137. In the Indian context, this Court has recognized the comprehensive, progressive and engaging role of Constitutional Courts in a catena of judgments starting from Lakshmi Kant Pandey v. Union of India(1984) 2 SCC 244; Vishaka and others v. State of Rajasthan and others(1997) 6 SCC 241; Prakash Singh and others v. Union of India and others(2006) 8 SCC 1; Common Cause (A Regd. Society) v. Union of India2018 (4) SCALE 1 and Shakti Vahini v. Union of India and others2018 (5) SCALE 51. In all these judgments, the dynamic and spirited duty of the Supreme Court has been recognized and it has been highlighted that this Court ought not to shy away from its primary responsibility of interpreting the Constitution and other statutes in a manner that is not only legally tenable but also facilitates the progress and development of the avowed purpose of the rights-oriented Constitution. The Constitution itself being a dynamic, lively and ever changing document adapts to the paradigm of epochs. That being the situation, it is also for this Court to take a fresh look and mould the existing precepts to suit the new emerging situations. Therefore, the Constitutional Courts should always adopt a progressive approach and display a dynamic and spirited discharge of duties regard being had to the concepts of judicial statesmanship and judicial engagement, for they subserve the larger public interest. In the case at hand, the constitutional obligation persuades us to take the view that the Parliamentary Standing Committee Report or any Parliamentary Committee Report can be taken judicial notice of and regarded as admissible in evidence, but it can neither be impinged nor challenged nor its validity can be called in question.
Q. Conclusions 
138. In view of the aforesaid analysis, we answer the referred questions in the following manner:- 
(i) Parliamentary Standing Committee report can be taken aid of for the purpose of interpretation of a statutory provision wherever it is so necessary and also it can be taken note of as existence of a historical fact.
(ii) Judicial notice can be taken of the Parliamentary Standing Committee report under Section 57(4) of the Evidence Act and it is admissible under Section 74 of the said Act.
(iii) In a litigation filed either under Article 32 or Article 136 of the Constitution of India, this Court can take on record the report of the Parliamentary Standing Committee.
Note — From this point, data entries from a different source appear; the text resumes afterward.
#[test]
fn repeat_as_an_arm_declines_or_commits_on_its_first_pass() {
    let fex: FlowExpression<Tape> = FlowExpression::new();
    let axiom = fex.one_of(|b| {
        b.rep(2, 3, |r| {
            r.op(|t: &mut Tape| t.take('x'));
        });
        b.op(|t: &mut Tape| t.take('y'));
    });

    // A first-pass decline lets the next arm have a go.
    assert!(axiom.run(&mut Tape::new("y")));
    assert!(axiom.run(&mut Tape::new("xx")));
    // One repetition committed the arm; missing the minimum is final.
    assert!(!axiom.run(&mut Tape::new("x")));
}

#[test]
fn fex_splices_prebuilt_expressions() {
    let fex: FlowExpression<Tape> = FlowExpression::new();
    let greeting = fex.seq(|b| {
        b.op(|t: &mut Tape| t.take('h')).op(|t: &mut Tape| t.take('i'));
    });
    let axiom = fex.seq(|b| {
        b.fex(&[&greeting]).op(|t: &mut Tape| t.take('!'));
    });

    assert!(axiom.run(&mut Tape::new("hi!")));
    assert!(!axiom.run(&mut Tape::new("ho!")));
}

#[test]
fn default_act_serves_as_the_fallback_arm() {
    let fallback = Rc::new(RefCell::new(0));
    let f = fallback.clone();

    let fex: FlowExpression<Tape> = FlowExpression::new();
    let axiom = fex.one_of(|b| {
        b.op(|t: &mut Tape| t.take('x'));
        b.default_act(move |_t| *f.borrow_mut() += 1);
    });

    assert!(axiom.run(&mut Tape::new("y")));
    assert_eq!(*fallback.borrow(), 1);
}

#[test]
fn fail_arm_reports_and_fails_the_one_of() {
    let reports = Rc::new(RefCell::new(0));
    let r = reports.clone();

    let fex: FlowExpression<Tape> = FlowExpression::new();
    let axiom = fex.one_of(|b| {
        b.op(|t: &mut Tape| t.take('x'));
        b.fail(move |_t| *r.borrow_mut() += 1);
    });

    assert!(!axiom.run(&mut Tape::new("y")));
    assert_eq!(*reports.borrow(), 1);
}

// ============================================================================
// PRE-OPERATORS
// ============================================================================

#[test]
fn pre_op_runs_once_per_committing_operator() {
    let skips = Rc::new(RefCell::new(0));
    let s = skips.clone();

    let fex: FlowExpression<Tape> = FlowExpression::new();
    let axiom = fex.seq(|b| {
        b.global_pre_op(move |_t| *s.borrow_mut() += 1)
            .one_of(|alts| {
                alts.op(|t: &mut Tape| t.take('x'));
                alts.op(|t: &mut Tape| t.take('y'));
            })
            .op(|t: &mut Tape| t.take('z'));
    });

    // The 'x' probe disarms the pre-op, the 'y' probe reuses it, the
    // 'y' success re-arms it for 'z': two runs, one per commit.
    assert!(axiom.run(&mut Tape::new("yz")));
    assert_eq!(*skips.borrow(), 2);
}

#[test]
fn per_operator_pre_op_overrides_the_shared_one() {
    let shared = Rc::new(RefCell::new(0));
    let own = Rc::new(RefCell::new(0));
    let sh = shared.clone();
    let ow = own.clone();

    let fex: FlowExpression<Tape> = FlowExpression::new();
    let axiom = fex.seq(|b| {
        b.global_pre_op(move |_t| *sh.borrow_mut() += 1)
            .op(|t: &mut Tape| t.take('a'))
            .op(|t: &mut Tape| t.take('b'))
            .pre_op(move |_t| *ow.borrow_mut() += 1);
    });

    assert!(axiom.run(&mut Tape::new("ab")));
    assert_eq!(*shared.borrow(), 1);
    assert_eq!(*own.borrow(), 1);
}

// ============================================================================
// VALUE TRANSPORT
// ============================================================================

#[test]
fn a_failed_operator_never_delivers_its_value() {
    let seen = Rc::new(RefCell::new(Vec::new()));
    let s = seen.clone();

    let fex: FlowExpression<Tape> = FlowExpression::new();
    let axiom = fex.seq(|b| {
        b.op_val(|_t, slot| {
            // The slot is filled, but the predicate declines.
            slot.set(true, 'v');
            false
        })
        .act_value::<char>(move |c| s.borrow_mut().push(c));
    });

    assert!(!axiom.run(&mut Tape::new("")));
    assert!(seen.borrow().is_empty());
}

#[test]
fn an_empty_slot_suppresses_the_value_action() {
    let calls = Rc::new(RefCell::new(0));
    let c = calls.clone();

    let fex: FlowExpression<Tape> = FlowExpression::new();
    let axiom = fex.seq(|b| {
        b.op_val(|_t, slot| slot.set_opt(true, None::<char>))
            .act_value::<char>(move |_| *c.borrow_mut() += 1);
    });

    assert!(axiom.run(&mut Tape::new("")));
    assert_eq!(*calls.borrow(), 0);
}

// ============================================================================
// FAIL-ACTION DISCIPLINE
// ============================================================================

#[test]
fn lookahead_keeps_fail_actions_quiet() {
    let noise = Rc::new(RefCell::new(0));
    let n = noise.clone();

    let fex: FlowExpression<Tape> = FlowExpression::new();
    let axiom = fex.one_of(|b| {
        b.seq(|s| {
            s.op(|t: &mut Tape| t.take('x'))
                .on_fail(move |_t| *n.borrow_mut() += 1);
        });
        b.op(|t: &mut Tape| t.take('y'));
    });

    // The first arm is rejected during lookahead; its fail-action must
    // stay silent.
    assert!(axiom.run(&mut Tape::new("y")));
    assert_eq!(*noise.borrow(), 0);
}

#[test]
fn committed_failures_do_fire_fail_actions() {
    let fired = Rc::new(RefCell::new(0));
    let f = fired.clone();

    let fex: FlowExpression<Tape> = FlowExpression::new();
    let axiom = fex.seq(|b| {
        b.op(|t: &mut Tape| t.take('a'))
            .op(|t: &mut Tape| t.take('b'))
            .on_fail(move |_t| *f.borrow_mut() += 1);
    });

    assert!(!axiom.run(&mut Tape::new("ax")));
    assert_eq!(*fired.borrow(), 1);
}

// ============================================================================
// REFERENCES
// ============================================================================

#[test]
fn forward_reference_resolves_across_expressions() {
    let fex: FlowExpression<Tape> = FlowExpression::new();

    // The reference is linked before the production is recorded, and the
    // name is cited with different casing.
    let axiom = fex.seq(|b| {
        b.ref_to("GREETING").op(|t: &mut Tape| t.take('!'));
    });
    let _greeting = fex.seq(|b| {
        b.ref_name("Greeting")
            .op(|t: &mut Tape| t.take('h'))
            .op(|t: &mut Tape| t.take('i'));
    });

    assert!(axiom.run(&mut Tape::new("hi!")));
    assert!(!axiom.run(&mut Tape::new("ho!")));
}
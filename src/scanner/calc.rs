//! Arithmetic sample grammar over the text scanner.
//!
//! The classic precedence chain, shared by the demo binary and the
//! test suite:
//!
//! ```text
//! expr    := factor (('+' | '-') factor)*
//! factor  := unary (('*' | '/') unary)*
//! unary   := '-' unary | primary
//! primary := NUMBER | '(' expr ')'
//! ```
//!
//! Values travel through a number stack mutated by the grammar's
//! actions; whitespace is handled by the shared pre-operator.

use std::cell::RefCell;
use std::rc::Rc;

use crate::fex::{FexNode, FlowExpression};
use crate::scanner::ops::{scanner_expression, ScanOps};
use crate::scanner::text_scanner::TextScanner;

/// An evaluator built from the arithmetic grammar. The factory stays
/// inside so the named productions outlive every run.
pub struct Calculator {
    _fex: FlowExpression<TextScanner>,
    axiom: FexNode<TextScanner>,
    stack: Rc<RefCell<Vec<f64>>>,
}

impl Calculator {
    pub fn new() -> Self {
        let stack = Rc::new(RefCell::new(Vec::new()));
        let fex = scanner_expression();
        let axiom = build_grammar(&fex, &stack);
        Calculator {
            _fex: fex,
            axiom,
            stack,
        }
    }

    /// Drive the grammar over `scanner`. Diagnostics land in the
    /// scanner's error log.
    pub fn parse(&self, scanner: &mut TextScanner) -> bool {
        self.stack.borrow_mut().clear();
        self.axiom.run(scanner)
    }

    /// The evaluated result, once a parse has passed.
    pub fn value(&self) -> Option<f64> {
        self.stack.borrow().last().copied()
    }
}

impl Default for Calculator {
    fn default() -> Self {
        Calculator::new()
    }
}

/// Pop two operands, push `f(a, b)`.
fn apply2(
    stack: &Rc<RefCell<Vec<f64>>>,
    f: impl Fn(f64, f64) -> f64 + 'static,
) -> impl Fn(&mut TextScanner) + 'static {
    let stack = stack.clone();
    move |_s| {
        let mut values = stack.borrow_mut();
        let b = values.pop().unwrap_or(0.0);
        let a = values.pop().unwrap_or(0.0);
        values.push(f(a, b));
    }
}

fn build_grammar(
    fex: &FlowExpression<TextScanner>,
    stack: &Rc<RefCell<Vec<f64>>>,
) -> FexNode<TextScanner> {
    let add = apply2(stack, |a, b| a + b);
    let sub = apply2(stack, |a, b| a - b);
    let mul = apply2(stack, |a, b| a * b);
    let div = apply2(stack, |a, b| a / b);
    let guard = stack.clone();
    let neg = {
        let stack = stack.clone();
        move |_s: &mut TextScanner| {
            let mut values = stack.borrow_mut();
            let x = values.pop().unwrap_or(0.0);
            values.push(-x);
        }
    };
    let push = {
        let stack = stack.clone();
        move |v: f64| stack.borrow_mut().push(v)
    };

    let _expr = fex.seq(|b| {
        b.ref_name("expr")
            .global_skip()
            .ref_to("factor")
            .rep_0_n(|r| {
                r.one_of(|alt| {
                    alt.seq(|s| {
                        s.ch('+').ref_to("factor").act(add);
                    });
                    alt.seq(|s| {
                        s.ch('-').ref_to("factor").act(sub);
                    });
                });
            });
    });

    let _factor = fex.seq(|b| {
        b.ref_name("factor").ref_to("unary").rep_0_n(|r| {
            r.one_of(|alt| {
                alt.seq(|s| {
                    s.ch('*').ref_to("unary").act(mul);
                });
                alt.seq(|s| {
                    s.ch('/')
                        .ref_to("unary")
                        .assert(move |_s| guard.borrow().last().copied().unwrap_or(1.0) != 0.0)
                        .on_fail_msg("Division by 0")
                        .act(div);
                });
            });
        });
    });

    let _unary = fex.seq(|b| {
        b.ref_name("unary")
            .one_of(|alt| {
                alt.seq(|s| {
                    s.ch('-').ref_to("unary").act(neg);
                });
                alt.ref_to("primary");
            })
            .on_fail_msg("Primary expected");
    });

    let _primary = fex.one_of(|b| {
        b.ref_name("primary");
        b.num_decimal().act_value::<f64>(push);
        b.seq(|s| {
            s.ch('(').ref_to("expr").ch(')').on_fail_msg(") expected");
        });
    });

    fex.seq(|b| {
        b.ref_to("expr")
            .is_eos()
            .on_fail_msg("Unexpected trailing input");
    })
}
//! Trace observer hook.
//!
//! A tracer receives free-form trace messages (from `trace` actions) and
//! operator pass/fail signals (from `trace_op` bindings). The default
//! tracer forwards everything to the `log` facade, so traces cost nothing
//! unless a logger is installed.

/// Observer for trace output emitted while an expression runs.
///
/// Levels are user-defined; a tracer may filter on them.
pub trait Tracer {
    /// A free-form trace message from a `trace` action.
    fn message(&self, level: i32, msg: &str);

    /// An operator finished: `msg` is the bound format output, `passed`
    /// the predicate result.
    fn op_result(&self, level: i32, msg: &str, passed: bool) {
        self.message(level, &format!("{} [{}]", msg, if passed { "pass" } else { "fail" }));
    }
}

/// Default tracer: routes messages to `log::debug!` and operator
/// signals to `log::trace!`.
pub struct LogTracer;

impl Tracer for LogTracer {
    fn message(&self, level: i32, msg: &str) {
        log::debug!("trace[{}]: {}", level, msg);
    }

    fn op_result(&self, level: i32, msg: &str, passed: bool) {
        log::trace!(
            "trace[{}]: {} [{}]",
            level,
            msg,
            if passed { "pass" } else { "fail" }
        );
    }
}
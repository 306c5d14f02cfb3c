//! Inspect command handler.
//!
//! Implements the `inspect` subcommand: load both builds, correlate them,
//! run the enabled inspections and report against the threshold.

use super::exit_codes;
use super::manifest::{BuildManifest, LoadedBuild};
use super::output::{should_use_color, write_output, OutputTarget};
use crate::cache::BuildCaches;
use crate::config::{load_or_default, RunConfig, Validatable};
use crate::error::InspectError;
use crate::inspect::{InspectionRun, InspectionRunner};
use crate::model::{BuildSide, Severity, Verb};
use crate::peers::FavorRelease;
use crate::policy::{load_rule_file, SecurityPolicyResolver};
use crate::results::{FindingParams, Report, ReportFormat};
use anyhow::{bail, Context, Result};
use std::path::{Path, PathBuf};

/// Header of findings about packages that could not be loaded.
const METADATA_HEADER: &str = "metadata";

/// Command line inputs of the `inspect` subcommand.
///
/// `None` leaves the config file (or default) value in place.
#[derive(Debug, Clone, Default)]
pub struct InspectOptions {
    pub after: PathBuf,
    pub before: Option<PathBuf>,
    pub config_file: Option<PathBuf>,
    pub rules: Option<PathBuf>,
    pub threshold: Option<Severity>,
    pub favor_release: Option<FavorRelease>,
    pub format: Option<ReportFormat>,
    pub output_file: Option<PathBuf>,
    pub no_color: bool,
    pub quiet: bool,
}

impl InspectOptions {
    /// Resolve the effective run configuration.
    pub fn resolve_config(&self) -> Result<RunConfig> {
        let (mut config, source) = load_or_default(self.config_file.as_deref())
            .context("Failed to load configuration")?;
        if let Some(path) = source {
            tracing::debug!(path = %path.display(), "Using config file");
        }

        if let Some(threshold) = self.threshold {
            config.threshold = threshold;
        }
        if let Some(favor) = self.favor_release {
            config.favor_release = favor;
        }
        if let Some(rules) = &self.rules {
            config.security_rules = Some(rules.clone());
        }
        if let Some(format) = self.format {
            config.output.format = format;
        }
        if self.output_file.is_some() {
            config.output.file.clone_from(&self.output_file);
        }
        config.output.no_color |= self.no_color;

        let errors = config.validate();
        if !errors.is_empty() {
            for error in &errors {
                tracing::error!("{error}");
            }
            bail!("Invalid configuration ({} error(s))", errors.len());
        }
        Ok(config)
    }
}

/// Run the inspect command, returning the desired exit code.
///
/// The caller is responsible for calling `std::process::exit()` with the
/// returned code when it is non-zero.
#[allow(clippy::needless_pass_by_value)]
pub fn run_inspect(options: InspectOptions) -> Result<i32> {
    let config = options.resolve_config()?;
    let output = config.output.clone();
    let report = inspect_builds(&options, config)?;

    let target = OutputTarget::from_option(output.file);
    let colored = should_use_color(output.no_color, &target);
    let rendered = report
        .render(output.format, colored)
        .context("Failed to render report")?;
    write_output(&rendered, &target, options.quiet)?;

    Ok(if report.passed() {
        exit_codes::SUCCESS
    } else {
        exit_codes::THRESHOLD_REACHED
    })
}

/// Load, correlate and inspect both builds.
pub fn inspect_builds(options: &InspectOptions, config: RunConfig) -> Result<Report> {
    let resolver = match &config.security_rules {
        Some(path) => SecurityPolicyResolver::new(
            load_rule_file(path)
                .with_context(|| format!("Failed to load security rules from {}", path.display()))?,
        ),
        None => SecurityPolicyResolver::default(),
    };

    let caches = BuildCaches::new();
    let after = load_build(&options.after, BuildSide::After, &caches)?;
    let before = match &options.before {
        Some(path) => load_build(path, BuildSide::Before, &caches)?,
        None => LoadedBuild::default(),
    };

    let failures: Vec<InspectError> = before.failures.into_iter().chain(after.failures).collect();
    let run = InspectionRun::new(config, caches, resolver, before.snapshots, after.snapshots)
        .context("Failed to set up inspection run")?;

    for failure in &failures {
        let params = FindingParams::new(
            METADATA_HEADER,
            Severity::Bad,
            Verb::Failed,
            failure.to_string(),
        );
        let params = match failure.package() {
            Some(package) => params.with_noun(package),
            None => params,
        };
        run.results().submit(params);
    }

    let stats = run.peers().stats();
    if !options.quiet {
        tracing::info!(
            peers = run.peers().peers().len(),
            changed = stats.changed,
            added = stats.added,
            removed = stats.removed,
            moved = stats.moved_path + stats.moved_subpackage,
            failed_packages = failures.len(),
            "Correlated builds"
        );
    }

    let runner = InspectionRunner::from_config(run.config());
    let outcomes = runner.run(&run.context());
    let report = run.finish(outcomes);

    if !options.quiet {
        tracing::info!(
            worst = %report.worst_severity,
            threshold = %report.threshold,
            findings = report.findings.len(),
            "Inspection finished"
        );
    }
    Ok(report)
}

fn load_build(path: &Path, side: BuildSide, caches: &BuildCaches) -> Result<LoadedBuild> {
    let manifest = BuildManifest::load(path)
        .with_context(|| format!("Failed to load {side} build manifest"))?;
    Ok(manifest.into_snapshots(side, caches.side(side)))
}

#[cfg(test)]
mod tests {
    use super::*;
    use crate::results::Verdict;
    use std::fs;

    const BEFORE: &str = r#"
- name: foo
  version: "1.0"
  release: "1"
  arch: x86_64
  files:
    - path: /usr/bin/foo
      mode: "0100755"
      checksum: aaaa
"#;

    const AFTER: &str = r#"
- name: foo
  version: "2.0"
  release: "1"
  arch: x86_64
  files:
    - path: /usr/bin/foo
      mode: "0104755"
      checksum: bbbb
- name: broken
  release: "1"
"#;

    fn options(dir: &Path) -> InspectOptions {
        let before = dir.join("before.yaml");
        let after = dir.join("after.yaml");
        fs::write(&before, BEFORE).expect("write before");
        fs::write(&after, AFTER).expect("write after");
        let config = dir.join("config.yaml");
        fs::write(&config, "threshold: bad\n").expect("write config");
        InspectOptions {
            after,
            before: Some(before),
            config_file: Some(config),
            quiet: true,
            ..InspectOptions::default()
        }
    }

    #[test]
    fn test_inspect_builds_reports_findings() {
        let dir = tempfile::tempdir().expect("tempdir");
        let options = options(dir.path());
        let config = options.resolve_config().expect("config");
        assert_eq!(config.threshold, Severity::Bad);

        let report = inspect_builds(&options, config).expect("inspect");
        assert_eq!(report.verdict, Verdict::Fail);
        assert!(report
            .findings
            .iter()
            .any(|f| f.header == METADATA_HEADER && f.noun == "broken"));
        assert!(report
            .findings
            .iter()
            .any(|f| f.header == "permissions" && f.severity == Severity::Bad));
    }

    #[test]
    fn test_cli_overrides_config_file() {
        let dir = tempfile::tempdir().expect("tempdir");
        let mut options = options(dir.path());
        options.threshold = Some(Severity::Verify);
        options.format = Some(ReportFormat::Json);

        let config = options.resolve_config().expect("config");
        assert_eq!(config.threshold, Severity::Verify);
        assert_eq!(config.output.format, ReportFormat::Json);
    }

    #[test]
    fn test_invalid_config_is_error() {
        let dir = tempfile::tempdir().expect("tempdir");
        let mut options = options(dir.path());
        options.threshold = Some(Severity::Skip);
        assert!(options.resolve_config().is_err());
    }

    #[test]
    fn test_run_inspect_writes_report() {
        let dir = tempfile::tempdir().expect("tempdir");
        let mut options = options(dir.path());
        let out = dir.path().join("report.json");
        options.format = Some(ReportFormat::Json);
        options.output_file = Some(out.clone());

        let code = run_inspect(options).expect("run");
        assert_eq!(code, exit_codes::THRESHOLD_REACHED);
        let json: serde_json::Value =
            serde_json::from_str(&fs::read_to_string(out).expect("read")).expect("json");
        assert_eq!(json["verdict"], "fail");
    }

    #[test]
    fn test_missing_manifest_is_error() {
        let dir = tempfile::tempdir().expect("tempdir");
        let options = InspectOptions {
            after: dir.path().join("nope.yaml"),
            config_file: None,
            quiet: true,
            ..InspectOptions::default()
        };
        let config = RunConfig::default();
        assert!(inspect_builds(&options, config).is_err());
    }
}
However, the report cannot be impinged or challenged in a court of law.
(iv) Where the fact is contentious, the petitioner can always collect the facts from many a source and produce such facts by way of affidavits, and the Court can render its verdict by way of independent adjudication.
(v) The Parliamentary Standing Committee report being in the public domain can invite fair comments and criticism from the citizens as in such a situation, the citizens do not really comment upon any member of the Parliament to invite the hazard of violation of parliamentary privilege.
139. The reference is answered accordingly.
140. Let the Writ Petitions be listed before the appropriate Bench for hearing.